-------- Extracted entries --------

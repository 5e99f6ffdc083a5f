use anyhow::Result;

/// The two item types the line monitor looks for.
#[derive(Clone, Copy, Debug, PartialEq, Eq, Hash)]
pub enum ItemClass {
    OilCan,
    BunkHole,
}

impl ItemClass {
    pub const ALL: [ItemClass; 2] = [ItemClass::OilCan, ItemClass::BunkHole];

    /// Model class id 0 is the oil can; every other id is treated as a bunk hole.
    pub fn from_class_id(class_id: i64) -> Self {
        if class_id == 0 {
            ItemClass::OilCan
        } else {
            ItemClass::BunkHole
        }
    }

    /// Name used in configuration files (`oil_can`, `bunk_hole`).
    pub fn key(self) -> &'static str {
        match self {
            ItemClass::OilCan => "oil_can",
            ItemClass::BunkHole => "bunk_hole",
        }
    }

    /// Suffix used in boundary slot names (`pair1_oc`, `pair1_bh`).
    pub fn slot_suffix(self) -> &'static str {
        match self {
            ItemClass::OilCan => "oc",
            ItemClass::BunkHole => "bh",
        }
    }
}

/// Single detection returned by a model, in frame pixel coordinates.
#[derive(Debug, Clone, Copy, PartialEq, Default)]
pub struct Detection {
    pub bbox_xyxy: [f32; 4],
    pub score: f32,
    pub class_id: i64,
}

impl Detection {
    pub fn class(&self) -> ItemClass {
        ItemClass::from_class_id(self.class_id)
    }

    /// Integer center of the bounding box (truncated toward zero).
    pub fn center(&self) -> (i32, i32) {
        let [x1, y1, x2, y2] = self.bbox_xyxy;
        (((x1 + x2) / 2.0) as i32, ((y1 + y2) / 2.0) as i32)
    }

    fn area(&self) -> f32 {
        let [x1, y1, x2, y2] = self.bbox_xyxy;
        (x2 - x1).max(0.0) * (y2 - y1).max(0.0)
    }

    fn iou(&self, other: &Detection) -> f32 {
        let [ax1, ay1, ax2, ay2] = self.bbox_xyxy;
        let [bx1, by1, bx2, by2] = other.bbox_xyxy;
        let w = (ax2.min(bx2) - ax1.max(bx1)).max(0.0);
        let h = (ay2.min(by2) - ay1.max(by1)).max(0.0);
        let intersection = w * h;
        let union = self.area() + other.area() - intersection;
        if union <= 0.0 { 0.0 } else { intersection / union }
    }
}

/// A loaded detection model. Owned by exactly one worker thread.
pub trait DetectionModel: Send {
    /// Run inference on a BGR8 frame of `width` x `height` pixels.
    fn detect(&mut self, bgr: &[u8], width: i32, height: i32) -> Result<Vec<Detection>>;
}

/// Class-aware greedy non-maximum suppression. Output is sorted by score.
pub fn non_max_suppression(mut detections: Vec<Detection>, iou_threshold: f32) -> Vec<Detection> {
    detections.sort_by(|a, b| b.score.total_cmp(&a.score));
    let mut kept: Vec<Detection> = Vec::with_capacity(detections.len());
    for candidate in detections {
        let suppressed = kept.iter().any(|existing| {
            existing.class_id == candidate.class_id && existing.iou(&candidate) > iou_threshold
        });
        if !suppressed {
            kept.push(candidate);
        }
    }
    kept
}

/// Keeps the `limit` highest-scoring detections, in no particular order.
pub fn top_by_score(mut detections: Vec<Detection>, limit: usize) -> Vec<Detection> {
    if detections.len() > limit {
        detections.select_nth_unstable_by(limit, |a, b| b.score.total_cmp(&a.score));
        detections.truncate(limit);
    }
    detections
}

--------

> _About this task_
Retype the records above without changing a single word.

> _Solution for this task_
repository 5e99f6ffdc083a5f
use anyhow::Result;

/// The two item types the line monitor looks for.
#[derive(Clone, Copy, Debug, PartialEq, Eq, Hash)]
pub enum ItemClass {
    OilCan,
    BunkHole,
}

impl ItemClass {
    pub const ALL: [ItemClass; 2] = [ItemClass::OilCan, ItemClass::BunkHole];

    /// Model class id 0 is the oil can; every other id is treated as a bunk hole.
    pub fn from_class_id(class_id: i64) -> Self {
        if class_id == 0 {
            ItemClass::OilCan
        } else {
            ItemClass::BunkHole
        }
    }

    /// Name used in configuration files (`oil_can`, `bunk_hole`).
    pub fn key(self) -> &'static str {
        match self {
            ItemClass::OilCan => "oil_can",
            ItemClass::BunkHole => "bunk_hole",
        }
    }

    /// Suffix used in boundary slot names (`pair1_oc`, `pair1_bh`).
    pub fn slot_suffix(self) -> &'static str {
        match self {
            ItemClass::OilCan => "oc",
            ItemClass::BunkHole => "bh",
        }
    }
}

/// Single detection returned by a model, in frame pixel coordinates.
#[derive(Debug, Clone, Copy, PartialEq, Default)]
pub struct Detection {
    pub bbox_xyxy: [f32; 4],
    pub score: f32,
    pub class_id: i64,
}

impl Detection {
    pub fn class(&self) -> ItemClass {
        ItemClass::from_class_id(self.class_id)
    }

    /// Integer center of the bounding box (truncated toward zero).
    pub fn center(&self) -> (i32, i32) {
        let [x1, y1, x2, y2] = self.bbox_xyxy;
        (((x1 + x2) / 2.0) as i32, ((y1 + y2) / 2.0) as i32)
    }

    fn area(&self) -> f32 {
        let [x1, y1, x2, y2] = self.bbox_xyxy;
        (x2 - x1).max(0.0) * (y2 - y1).max(0.0)
    }

    fn iou(&self, other: &Detection) -> f32 {
        let [ax1, ay1, ax2, ay2] = self.bbox_xyxy;
        let [bx1, by1, bx2, by2] = other.bbox_xyxy;
        let w = (ax2.min(bx2) - ax1.max(bx1)).max(0.0);
        let h = (ay2.min(by2) - ay1.max(by1)).max(0.0);
        let intersection = w * h;
        let union = self.area() + other.area() - intersection;
        if union <= 0.0 { 0.0 } else { intersection / union }
    }
}

/// A loaded detection model. Owned by exactly one worker thread.
pub trait DetectionModel: Send {
    /// Run inference on a BGR8 frame of `width` x `height` pixels.
    fn detect(&mut self, bgr: &[u8], width: i32, height: i32) -> Result<Vec<Detection>>;
}

/// Class-aware greedy non-maximum suppression. Output is sorted by score.
pub fn non_max_suppression(mut detections: Vec<Detection>, iou_threshold: f32) -> Vec<Detection> {
    detections.sort_by(|a, b| b.score.total_cmp(&a.score));
    let mut kept: Vec<Detection> = Vec::with_capacity(detections.len());
    for candidate in detections {
        let suppressed = kept.iter().any(|existing| {
            existing.class_id == candidate.class_id && existing.iou(&candidate) > iou_threshold
        });
        if !suppressed {
            kept.push(candidate);
        }
    }
    kept
}

/// Keeps the `limit` highest-scoring detections, in no particular order.
pub fn top_by_score(mut detections: Vec<Detection>, limit: usize) -> Vec<Detection> {
    if detections.len() > limit {
        detections.select_nth_unstable_by(limit, |a, b| b.score.total_cmp(&a.score));
        detections.truncate(limit);
    }
    detections
}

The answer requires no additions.